It goes by ratio. 6:4:2

6 of flour(plain/all purpose)

4 of fat(I use unsalted butter but you can use margarine)

2 of sugar(caster/superfine)

I also use a pinch of salt in my shortbread

 

Whatever your measurement is (grams or ounces) follow this formula for traditional Scottish shortbread.

Beat the butter with a wooden spoon until creamy then beat in the sugar until light & fluffy.

Add in the flour(and salt) little by little until you have a dough.

Work the dough on the work surface to bring together then, either roll out and cut shapes or press into your tin(or mould like me).

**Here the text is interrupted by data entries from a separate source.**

//! Request and response interceptors
//!
//! Request interceptors may mutate the outgoing headers or reject the
//! request before dispatch; rejection never touches session state.
//! Response interceptors observe the carried status (if any) before the
//! result is handed back to the caller.

use crate::error::Result;
use crate::router::Navigator;
use crate::session::SessionStore;
use reqwest::header::{HeaderMap, HeaderValue, AUTHORIZATION};
use reqwest::StatusCode;
use std::sync::Arc;
use tracing::{debug, warn};

/// Pre-dispatch hook; runs in order before every outbound request
pub trait RequestInterceptor: Send + Sync {
    fn before_dispatch(&self, headers: &mut HeaderMap) -> Result<()>;
}

/// Post-dispatch hook; runs in order after every response or failure.
/// `status` is `None` for transport errors that carry no status code.
pub trait ResponseInterceptor: Send + Sync {
    fn after_dispatch(&self, status: Option<StatusCode>);
}

/// Disables intermediary and client caching on every request
pub struct CacheBust;

impl RequestInterceptor for CacheBust {
    fn before_dispatch(&self, headers: &mut HeaderMap) -> Result<()> {
        headers.insert(
            "Cache-Control",
            HeaderValue::from_static("no-cache, no-store, must-revalidate"),
        );
        headers.insert("Pragma", HeaderValue::from_static("no-cache"));
        headers.insert("Expires", HeaderValue::from_static("0"));
        Ok(())
    }
}

/// Tags every request with a unique id for log correlation
pub struct RequestId;

impl RequestInterceptor for RequestId {
    fn before_dispatch(&self, headers: &mut HeaderMap) -> Result<()> {
        let id = uuid::Uuid::new_v4().to_string();
        headers.insert("X-Request-Id", HeaderValue::from_str(&id)?);
        Ok(())
    }
}

/// Attaches `Authorization: Bearer <token>` when the session has a token
pub struct BearerAuth {
    session: SessionStore,
}

impl BearerAuth {
    pub fn new(session: SessionStore) -> Self {
        Self { session }
    }
}

impl RequestInterceptor for BearerAuth {
    fn before_dispatch(&self, headers: &mut HeaderMap) -> Result<()> {
        if let Some(token) = self.session.token() {
            let value = HeaderValue::from_str(&format!("Bearer {token}"))?;
            headers.insert(AUTHORIZATION, value);
        }
        Ok(())
    }
}

/// Recovers from 401 responses: clears the session and forces a redirect
/// to the login entry point. Runs exactly once per unauthorized response;
/// every other outcome leaves the session untouched.
pub struct UnauthorizedRedirect {
    session: SessionStore,
    navigator: Arc<dyn Navigator>,
}

impl UnauthorizedRedirect {
    pub fn new(session: SessionStore, navigator: Arc<dyn Navigator>) -> Self {
        Self { session, navigator }
    }
}

impl ResponseInterceptor for UnauthorizedRedirect {
    fn after_dispatch(&self, status: Option<StatusCode>) {
        if status != Some(StatusCode::UNAUTHORIZED) {
            return;
        }
        debug!("received 401, clearing session");
        if let Err(e) = self.session.logout() {
            warn!("failed to clear persisted token: {}", e);
        }
        self.navigator.redirect_to_login();
    }
}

Place on a baking sheet if making biscuits, prick all over with a fork and bake at 180(gas 3) for 35-40 mins or until golden.

If your shortbread starts to look too dark, cover with a piece of foil!

Remove from the oven and whilst still hot dredge with more sugar. Mark the pieces, if you have baked in a tin and leave to cool completely.

 

You can of course do all this in a machine, but Granny Rose always gives me a stern look when I mention such things, like that one time I suggested SEMOLINA(makes a grainy, crunchy, rather pleasant non-trad[in her eyes] biscuit) in the shortbread recipe! 😉

 

By the by….Saturday (17th May) was World Whisky Day so in light of that fact I made “shortie” in my thistle mould to go with a wee dram at night, suitably patriotic don’t you think? … Slainte!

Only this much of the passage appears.